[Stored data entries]
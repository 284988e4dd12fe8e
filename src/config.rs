/// Options for the [`Simulation`](crate::Simulation) and its actors.
///
/// Default options:
/// ```
/// # use waygraph::SimConfig;
/// assert_eq!(
///     SimConfig {
///         follower_speed: 2.0,
///         arrival_tolerance: 1.0,
///         touch_radius: 10.0,
///     },
///     Default::default()
/// );
/// ```
#[derive(Clone, Copy, Debug, PartialEq)]
pub struct SimConfig {
    /// distance the follower covers per tick, in world units (defaults to `2.0`)
    pub follower_speed: f32,
    /// how close to a target Node counts as having arrived (defaults to `1.0`)
    ///
    /// A follower moves in fixed steps, so a tolerance far below
    /// `follower_speed` makes it overshoot and oscillate around the target
    /// instead of settling.
    pub arrival_tolerance: f32,
    /// hit-test radius for grabbing a Node with the pointer (defaults to `10.0`)
    pub touch_radius: f32,
}

impl Default for SimConfig {
    fn default() -> SimConfig {
        SimConfig {
            follower_speed: 2.0,
            arrival_tolerance: 1.0,
            touch_radius: 10.0,
        }
    }
}
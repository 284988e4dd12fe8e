//! The graph data model: Nodes, Edges, and the aggregate that owns them.

mod node;
pub use self::node::Node;

mod edge;
pub use self::edge::Edge;

mod dijkstra;
pub use self::dijkstra::dijkstra_search;

use crate::{NodeId, NodeIdMap, Path, Vec2};
use hashbrown::HashMap;
use slab::Slab;

/// A weighted, undirected graph of positioned, string-keyed Nodes.
///
/// The Graph owns every Node and, transitively, every Edge. Nodes live in an
/// arena and are referenced by [`NodeId`]; a key index maps the stable
/// string identity to the current arena slot. Connecting two Nodes inserts a
/// directed Edge in each direction, and both keep cached weights that the
/// Graph re-derives whenever a position changes.
///
/// Lookup operations are deliberately permissive: connecting or moving an
/// unknown key is a silent no-op, and [`get_or_create`](Graph::get_or_create)
/// will invent a Node at the origin rather than fail.
#[derive(Clone, Debug, Default)]
pub struct Graph {
    nodes: Slab<Node>,
    keys: HashMap<String, NodeId>,
    order: Vec<NodeId>,
}

impl Graph {
    /// Creates an empty Graph.
    pub fn new() -> Graph {
        Graph::default()
    }

    /// the number of Nodes in the Graph
    pub fn len(&self) -> usize {
        self.order.len()
    }

    /// `true` if the Graph has no Nodes
    pub fn is_empty(&self) -> bool {
        self.order.is_empty()
    }

    /// Returns the id of the Node with the given key.
    pub fn node_id(&self, key: &str) -> Option<NodeId> {
        self.keys.get(key).copied()
    }

    /// Returns the Node with the given id.
    ///
    /// ## Panics
    /// Panics if `id` does not refer to a Node in this Graph.
    #[track_caller]
    pub fn node(&self, id: NodeId) -> &Node {
        &self.nodes[id]
    }

    /// Returns the Node with the given id, or `None` for a stale id.
    pub fn get(&self, id: NodeId) -> Option<&Node> {
        self.nodes.get(id)
    }

    /// Returns an Iterator over all Nodes in creation order.
    pub fn nodes(&self) -> impl Iterator<Item = (NodeId, &Node)> + '_ {
        self.order.iter().map(move |&id| (id, &self.nodes[id]))
    }

    /// Returns the id of the Node with the given key, inserting a new Node
    /// at the origin if the key is unknown.
    pub fn get_or_create(&mut self, key: &str) -> NodeId {
        match self.keys.get(key) {
            Some(&id) => id,
            None => self.add_node(key, Vec2::ZERO),
        }
    }

    /// Inserts a Node with the given key and position.
    ///
    /// Re-using a key replaces the old Node: the previous arena slot is
    /// freed and every Edge that referenced it is dropped. Callers that
    /// replace a connected Node must re-connect it afterwards.
    pub fn add_node(&mut self, key: impl Into<String>, position: Vec2) -> NodeId {
        let key = key.into();
        if let Some(&old) = self.keys.get(&key) {
            self.remove(old);
        }
        let id = self.nodes.insert(Node::new(key.clone(), position));
        self.keys.insert(key, id);
        self.order.push(id);
        id
    }

    fn remove(&mut self, id: NodeId) {
        let node = self.nodes.remove(id);
        for edge in node.edges() {
            let other = edge.target();
            if other != id {
                self.nodes[other].remove_edge(id);
            }
        }
        self.keys.remove(node.key());
        self.order.retain(|&n| n != id);
    }

    /// Connects the Nodes with the given keys with an Edge in each
    /// direction.
    ///
    /// A no-op if either key is unknown or the Nodes are already connected.
    /// Connecting a key to itself is legal and produces a zero-weight self
    /// Edge.
    pub fn connect(&mut self, origin_key: &str, target_key: &str) {
        let (origin, target) = match (self.node_id(origin_key), self.node_id(target_key)) {
            (Some(o), Some(t)) => (o, t),
            _ => return,
        };
        let origin_pos = self.nodes[origin].position();
        let target_pos = self.nodes[target].position();

        self.nodes[origin].add_edge(Edge::new(origin, origin_pos, target, target_pos));
        self.nodes[target].add_edge(Edge::new(target, target_pos, origin, origin_pos));
    }

    /// Moves the Node with the given key and re-derives all cached Edge
    /// data.
    ///
    /// A no-op if the key is unknown. The whole Graph is invalidated, not
    /// just the Edges touching the moved Node; on graphs of this size the
    /// simpler full pass has never shown up in a profile.
    pub fn set_node_position(&mut self, key: &str, position: Vec2) {
        let id = match self.node_id(key) {
            Some(id) => id,
            None => return,
        };
        self.nodes[id].set_position(position);
        self.invalidate_all_edges();
    }

    /// Recomputes every Edge's weight and midpoint from the current Node
    /// positions.
    ///
    /// Called automatically after a position change; callers only need it
    /// after mutating positions in bulk through other means.
    pub fn invalidate_all_edges(&mut self) {
        let positions: NodeIdMap<Vec2> = self
            .nodes
            .iter()
            .map(|(id, node)| (id, node.position()))
            .collect();

        for (_, node) in self.nodes.iter_mut() {
            for edge in node.edges_mut() {
                let (origin, target) = (edge.origin(), edge.target());
                edge.invalidate(positions[&origin], positions[&target]);
            }
        }
    }

    /// Returns the first Node within `radius` of `position`, if any.
    ///
    /// Used for pointer hit-testing. Iteration order is unspecified, so with
    /// several Nodes in range this is "a Node within radius", not "the
    /// nearest Node".
    pub fn find_node_near(&self, position: Vec2, radius: f32) -> Option<NodeId> {
        self.nodes
            .iter()
            .find(|(_, node)| node.position().distance(position) < radius)
            .map(|(id, _)| id)
    }

    /// Computes the shortest Path between two Nodes.
    ///
    /// Returns `None` if the target is unreachable from the origin. See
    /// [`dijkstra_search`] for the algorithm's contract.
    pub fn find_path(&self, origin: NodeId, target: NodeId) -> Option<Path<NodeId>> {
        dijkstra_search(self, origin, target)
    }
}

#[cfg(test)]
mod tests {
    use super::*;

    fn triangle() -> Graph {
        let mut graph = Graph::new();
        graph.add_node("A", Vec2::new(0.0, 0.0));
        graph.add_node("B", Vec2::new(10.0, 0.0));
        graph.add_node("C", Vec2::new(0.0, 10.0));
        graph.connect("A", "B");
        graph.connect("B", "C");
        graph.connect("C", "A");
        graph
    }

    #[test]
    fn connect_is_undirected() {
        let graph = triangle();
        let a = graph.node_id("A").unwrap();
        let b = graph.node_id("B").unwrap();

        assert_eq!(graph.node(a).edge_to(b).unwrap().weight(), 10.0);
        assert_eq!(graph.node(b).edge_to(a).unwrap().weight(), 10.0);
    }

    #[test]
    fn connect_unknown_key_is_noop() {
        let mut graph = triangle();
        graph.connect("A", "Z");
        graph.connect("Z", "A");

        let a = graph.node_id("A").unwrap();
        assert_eq!(graph.node(a).edge_count(), 2);
        assert_eq!(graph.len(), 3);
    }

    #[test]
    fn self_edge_has_zero_weight() {
        let mut graph = triangle();
        graph.connect("A", "A");

        let a = graph.node_id("A").unwrap();
        assert_eq!(graph.node(a).edge_to(a).unwrap().weight(), 0.0);
    }

    #[test]
    fn get_or_create_inserts_at_origin() {
        let mut graph = Graph::new();
        let id = graph.get_or_create("X");

        assert_eq!(graph.node(id).position(), Vec2::ZERO);
        assert_eq!(graph.get_or_create("X"), id);
        assert_eq!(graph.len(), 1);
    }

    #[test]
    fn replacing_a_node_drops_its_edges() {
        let mut graph = triangle();
        graph.add_node("B", Vec2::new(50.0, 50.0));

        let a = graph.node_id("A").unwrap();
        let b = graph.node_id("B").unwrap();
        let c = graph.node_id("C").unwrap();

        assert!(graph.node(a).edge_to(b).is_none());
        assert!(graph.node(c).edge_to(b).is_none());
        assert_eq!(graph.node(b).edge_count(), 0);
        // the A-C edge is untouched
        assert!(graph.node(a).edge_to(c).is_some());
    }

    #[test]
    fn move_recomputes_weights_and_midpoints() {
        let mut graph = triangle();
        graph.set_node_position("B", Vec2::new(3.0, 4.0));

        let a = graph.node_id("A").unwrap();
        let b = graph.node_id("B").unwrap();
        let edge = graph.node(a).edge_to(b).unwrap();

        assert_eq!(edge.weight(), 5.0);
        assert_eq!(edge.midpoint(), Vec2::new(1.5, 2.0));
        assert_eq!(graph.node(b).edge_to(a).unwrap().weight(), 5.0);
    }

    #[test]
    fn move_unknown_key_is_noop() {
        let mut graph = triangle();
        graph.set_node_position("Z", Vec2::new(1.0, 1.0));

        assert_eq!(graph.len(), 3);
        assert!(graph.node_id("Z").is_none());
    }

    #[test]
    fn find_node_near_respects_radius() {
        let graph = triangle();
        let b = graph.node_id("B").unwrap();

        assert_eq!(graph.find_node_near(Vec2::new(10.5, 0.5), 2.0), Some(b));
        assert_eq!(graph.find_node_near(Vec2::new(100.0, 100.0), 2.0), None);
    }
}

**Task description**
For the string "connected", filter the data and copy out each line where it occurs.

**Exercise solution**
    /// replace a connected Node must re-connect it afterwards.
    /// A no-op if either key is unknown or the Nodes are already connected.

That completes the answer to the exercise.